We next overexpressed INPP5D in iMGs utilizing VSV-G virus-like particles (VLPs)61 to deliver lentiviruses encoding an INPP5D overexpression (OE) expression cassette, which resulted in a fifty percent increase in INPP5D levels (“OE”) (Fig. 7e). This increase in INPP5D levels did not induce a change in secreted IL-1ß or IL-18 levels (Fig. 7f–g). RNA sequencing was performed on both INPP5D overexpression iMGs as well as in CRISPR-generated INPP5D biallelic loss-of-function (“KO”) and WT iMGs (Fig. 7h, i). Comparison of INPP5D KO iMGs to isogenic WT control iMGs yielded 3,710 DEGs (q-value < 0.05), while comparison of INPP5D OE iMGs to control-transfected iMGs yielded 27 DEGs (q-value < 0.05; Supplementary Data 6, 7, Supplementary Data 17, 18). In parallel, we used single nucleus RNAseq data available on the AMP-AD Knowledge Portal from human brain tissue to compare pseudobulk RNAseq data from AD microglia to LP-NCI microglia36,37. This analysis yielded 260 DEGs (q < 0.05; Fig. 7j, Supplementary Data 19). GSEA analyses were performed using the REACTOME database, and pathways were identified that were enriched in at least two of the three comparisons (p < 0.05; Supplementary Data 20). Multiple pathways relevant to inflammasome signaling were altered with INPP5D loss-of-function and are aligned with patterns observed in AD brain microglia (compared to LP-NCI brain microglia) while pathways altered with INPP5D overexpression are more similar to those in LP-NCI brain microglia (compared to AD) (Fig. 7k). Only one pathway was significantly associated in all three comparisons: genes in the TNFR2 non-canonical NFκB pathway are downregulated at the RNA level in microglia in the postmortem AD brain and are also downregulated in iMGs with INPP5D loss-of-function (Fig. 7k); genes associated with this pathway were upregulated with INPP5D overexpression (Fig. 7k). Similarly, RNA expression of genes relating to “Antigen processing cross presentation” were downregulated in both AD brain microglia and in iMGs with INPP5D loss-of-function. Gene-concept networks of leading-edge genes driving enrichment in INPP5D KO vs WT comparisons include NFκB1, NFκB2, TLRs, cathepsins and MRC1 (Fig. 7l). Taken together, these data demonstrate that the INPP5D loss-of-function iMGs more closely resemble the microglia in the AD brain compared to microglia with elevation of INPP5D protein levels.

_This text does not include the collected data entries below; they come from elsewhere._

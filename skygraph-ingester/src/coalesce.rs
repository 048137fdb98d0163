use futures::future::{BoxFuture, FutureExt, Shared};
use std::collections::HashMap;
use std::future::Future;
use tokio::sync::Mutex;

type SharedJob<T> = Shared<BoxFuture<'static, T>>;

/// Keyed in-flight request map: while a call for an id is running, later
/// callers with the same id attach to the shared future instead of issuing a
/// duplicate request.
pub struct Coalescer<T: Clone> {
    inflight: Mutex<HashMap<String, SharedJob<T>>>,
}

impl<T: Clone + Send + Sync + 'static> Coalescer<T> {
    pub fn new() -> Self {
        Self {
            inflight: Mutex::new(HashMap::new()),
        }
    }

    /// Run `fut` under `id`, or attach to the execution already in flight
    /// for that id. At most one `fut` per id runs concurrently.
    pub async fn run<F>(&self, id: &str, fut: F) -> T
    where
        F: Future<Output = T> + Send + 'static,
    {
        let (job, owner) = {
            let mut inflight = self.inflight.lock().await;
            match inflight.get(id) {
                Some(existing) => (existing.clone(), false),
                None => {
                    let job = fut.boxed().shared();
                    inflight.insert(id.to_owned(), job.clone());
                    (job, true)
                }
            }
        };

        let out = job.await;
        if owner {
            self.inflight.lock().await.remove(id);
        }
        out
    }
}

impl<T: Clone + Send + Sync + 'static> Default for Coalescer<T> {
    fn default() -> Self {
        Self::new()
    }
}

#[cfg(test)]
mod tests {
    use super::*;
    use std::sync::atomic::{AtomicU32, Ordering};
    use std::sync::Arc;
    use std::time::Duration;

    #[tokio::test]
    async fn concurrent_callers_share_one_execution() {
        let coalescer = Arc::new(Coalescer::new());
        let executions = Arc::new(AtomicU32::new(0));

        let mut tasks = Vec::new();
        for _ in 0..8 {
            let coalescer = Arc::clone(&coalescer);
            let executions = Arc::clone(&executions);
            tasks.push(tokio::spawn(async move {
                coalescer
                    .run("did:plc:alice", async move {
                        executions.fetch_add(1, Ordering::SeqCst);
                        tokio::time::sleep(Duration::from_millis(50)).await;
                        42u32
                    })
                    .await
            }));
        }

        for task in tasks {
            assert_eq!(task.await.unwrap(), 42);
        }
        assert_eq!(executions.load(Ordering::SeqCst), 1);
    }

    #[tokio::test]
    async fn distinct_ids_run_independently() {
        let coalescer = Coalescer::new();
        let executions = Arc::new(AtomicU32::new(0));

        for id in ["a", "b"] {
            let executions = Arc::clone(&executions);
            let value = coalescer
                .run(id, async move {
                    executions.fetch_add(1, Ordering::SeqCst);
                    id.len()
                })
                .await;
            assert_eq!(value, 1);
        }
        assert_eq!(executions.load(Ordering::SeqCst), 2);
    }

    #[tokio::test]
    async fn id_is_reusable_after_completion() {
        let coalescer = Coalescer::new();
        let executions = Arc::new(AtomicU32::new(0));

        for _ in 0..2 {
            let executions = Arc::clone(&executions);
            coalescer
                .run("key", async move {
                    executions.fetch_add(1, Ordering::SeqCst);
                })
                .await;
        }
        assert_eq!(executions.load(Ordering::SeqCst), 2);
    }
}
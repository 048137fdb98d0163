use anyhow::Result;
use clap::Parser;
use skygraph_ingester::api::AppViewClient;
use skygraph_ingester::backfill::BackfillDriver;
use skygraph_ingester::cache::PresenceCaches;
use skygraph_ingester::db::GraphStore;
use skygraph_ingester::firehose::{ConsumerConfig, FirehoseConsumer};
use skygraph_ingester::limiter::RateLimiter;
use skygraph_ingester::metrics;
use skygraph_ingester::resolver::Resolver;
use skygraph_ingester::storage::Storage;
use std::path::PathBuf;
use std::sync::Arc;
use tracing::{error, info};
use tracing_subscriber::{layer::SubscriberExt, util::SubscriberInitExt};
use warp::Filter;

#[derive(Debug, clap::Parser)]
struct Args {
    /// Relay host to subscribe to
    #[clap(long, env = "RELAY_HOST", default_value = "bsky.network")]
    relay_host: String,

    /// AppView host for getProfiles / getPosts lookups
    #[clap(
        long,
        env = "APPVIEW_HOST",
        default_value = "https://public.api.bsky.app"
    )]
    appview_host: String,

    /// Graph database connection string
    #[clap(long, env = "DATABASE_URL")]
    database_url: String,

    /// Directory for the cursor and failed-message stores
    #[clap(long, env = "DATA_DIR", default_value = "skygraph_data")]
    data_dir: PathBuf,

    #[clap(long, env = "METRICS_PORT", default_value = "9090")]
    metrics_port: u16,

    /// Log startup configuration and periodic events-per-second reports
    #[clap(long)]
    verbose: bool,

    /// Run the one-shot historical backfill instead of the live stream
    #[clap(long)]
    backfill: bool,
}

#[tokio::main]
async fn main() -> Result<()> {
    tracing_subscriber::registry()
        .with(
            tracing_subscriber::EnvFilter::try_from_default_env()
                .unwrap_or_else(|_| "ingester=info,skygraph_ingester=info".into()),
        )
        .with(tracing_subscriber::fmt::layer())
        .init();

    let args = Args::parse();

    if args.verbose {
        info!("relay host: {}", args.relay_host);
        info!("appview host: {}", args.appview_host);
        info!("data dir: {}", args.data_dir.display());
        info!("metrics port: {}", args.metrics_port);
    }

    metrics::initialize_metrics();
    let metrics_port = args.metrics_port;
    tokio::spawn(async move {
        let metrics_route = warp::path!("metrics").map(|| match metrics::encode_metrics() {
            Ok(metrics) => warp::reply::with_status(metrics, warp::http::StatusCode::OK),
            Err(e) => {
                error!("failed to encode metrics: {e:?}");
                warp::reply::with_status(
                    format!("Error: {e}"),
                    warp::http::StatusCode::INTERNAL_SERVER_ERROR,
                )
            }
        });
        warp::serve(metrics_route)
            .run(([0, 0, 0, 0], metrics_port))
            .await;
    });

    let store = GraphStore::new(&args.database_url)?;
    store.migrate().await?;

    let limiter = Arc::new(RateLimiter::new());
    let api = AppViewClient::new(&args.appview_host, Arc::clone(&limiter))?;
    let resolver = Arc::new(Resolver::new(store, api, PresenceCaches::new()));

    if args.backfill {
        let driver = BackfillDriver::new(&args.relay_host, resolver)?;
        driver.run().await?;
        return Ok(());
    }

    let storage = Arc::new(Storage::new(args.data_dir)?);
    let consumer = FirehoseConsumer::new(
        ConsumerConfig {
            relay_host: args.relay_host,
            verbose: args.verbose,
        },
        resolver,
        storage,
        limiter,
    );

    consumer.run().await?;
    Ok(())
}
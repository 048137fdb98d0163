pub mod follow;
pub mod like;
pub mod post;
pub mod profile;
pub mod repost;

use crate::resolver::Resolver;
use crate::IngesterError;
use skygraph_lexicon::record::KnownRecord;

/// Split a record path `<collection>/<rkey>` into its two segments.
pub fn split_path(path: &str) -> Option<(&str, &str)> {
    let (collection, rkey) = path.split_once('/')?;
    if collection.is_empty() || rkey.is_empty() {
        return None;
    }
    Some((collection, rkey))
}

/// Split an AT-URI `at://<did>/<collection>/<rkey>` into its segments.
pub fn parse_at_uri(uri: &str) -> Option<(&str, &str, &str)> {
    let rest = uri.strip_prefix("at://")?;
    let (did, path) = rest.split_once('/')?;
    let (collection, rkey) = split_path(path)?;
    if did.is_empty() {
        return None;
    }
    Some((did, collection, rkey))
}

/// Route one decoded create op to its handler.
pub async fn dispatch_create(
    resolver: &Resolver,
    repo: &str,
    uri: &str,
    cid: &str,
    record: &KnownRecord,
) -> Result<(), IngesterError> {
    match record {
        KnownRecord::Post(record) => post::create(resolver, repo, uri, cid, record).await,
        KnownRecord::Like(record) => like::create(resolver, repo, uri, record).await,
        KnownRecord::Repost(record) => repost::create(resolver, repo, uri, record).await,
        KnownRecord::Follow(record) => follow::create(resolver, repo, uri, record).await,
        KnownRecord::Profile(_) => profile::create(resolver, repo).await,
    }
}

/// Route one delete op by its collection prefix. Unknown collections are
/// ignored.
pub async fn dispatch_delete(
    resolver: &Resolver,
    repo: &str,
    uri: &str,
    collection: &str,
    rkey: &str,
) -> Result<(), IngesterError> {
    match collection {
        skygraph_lexicon::record::NSID_POST => post::delete(resolver, uri).await,
        skygraph_lexicon::record::NSID_LIKE => like::delete(resolver, repo, rkey).await,
        skygraph_lexicon::record::NSID_REPOST => repost::delete(resolver, repo, rkey).await,
        skygraph_lexicon::record::NSID_FOLLOW => follow::delete(resolver, repo, rkey).await,
        _ => Ok(()),
    }
}

#[cfg(test)]
mod tests {
    use super::*;

    #[test]
    fn splits_record_paths() {
        assert_eq!(
            split_path("app.bsky.feed.post/3kabc"),
            Some(("app.bsky.feed.post", "3kabc"))
        );
        assert_eq!(split_path("app.bsky.feed.post/"), None);
        assert_eq!(split_path("no-slash"), None);
    }

    #[test]
    fn parses_at_uris() {
        assert_eq!(
            parse_at_uri("at://did:plc:alice/app.bsky.feed.like/7"),
            Some(("did:plc:alice", "app.bsky.feed.like", "7"))
        );
        assert_eq!(parse_at_uri("https://example.com"), None);
        assert_eq!(parse_at_uri("at://did:plc:alice"), None);
    }
}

Loss of one copy of INPP5D in microglia has non-autonomous effects on gene expression profiles of neurons
The salient feature of AD that results in cognitive decline is the loss of synapses and neuronal death. Thus, it is important to examine whether dysfunction of microglial risk genes affects neuronal biology. We provide evidence that acute and chronic reduction of INPP5D activity in microglia result in inflammasome activation and secretion of IL-1β and IL-18. Next, we aimed to examine whether loss of one copy of INPP5D effects neurons by co-culturing INPP5D WT and HET iMGs with iNs generated from INPP5D WT iPSC lines. The co-cultures were maintained for 48 h prior to dissociation for single cell (sc)RNAseq to characterize transcriptomic changes in both the iNs and the iMGs. Parallel wells were plated for fixation and immunostaining to examine the morphology of the cells in culture. Immunostaining for TUJ1 to label neurites and IBA1 to label microglia revealed that iMGs were well dispersed throughout the cultures under both conditions (Fig. 8a).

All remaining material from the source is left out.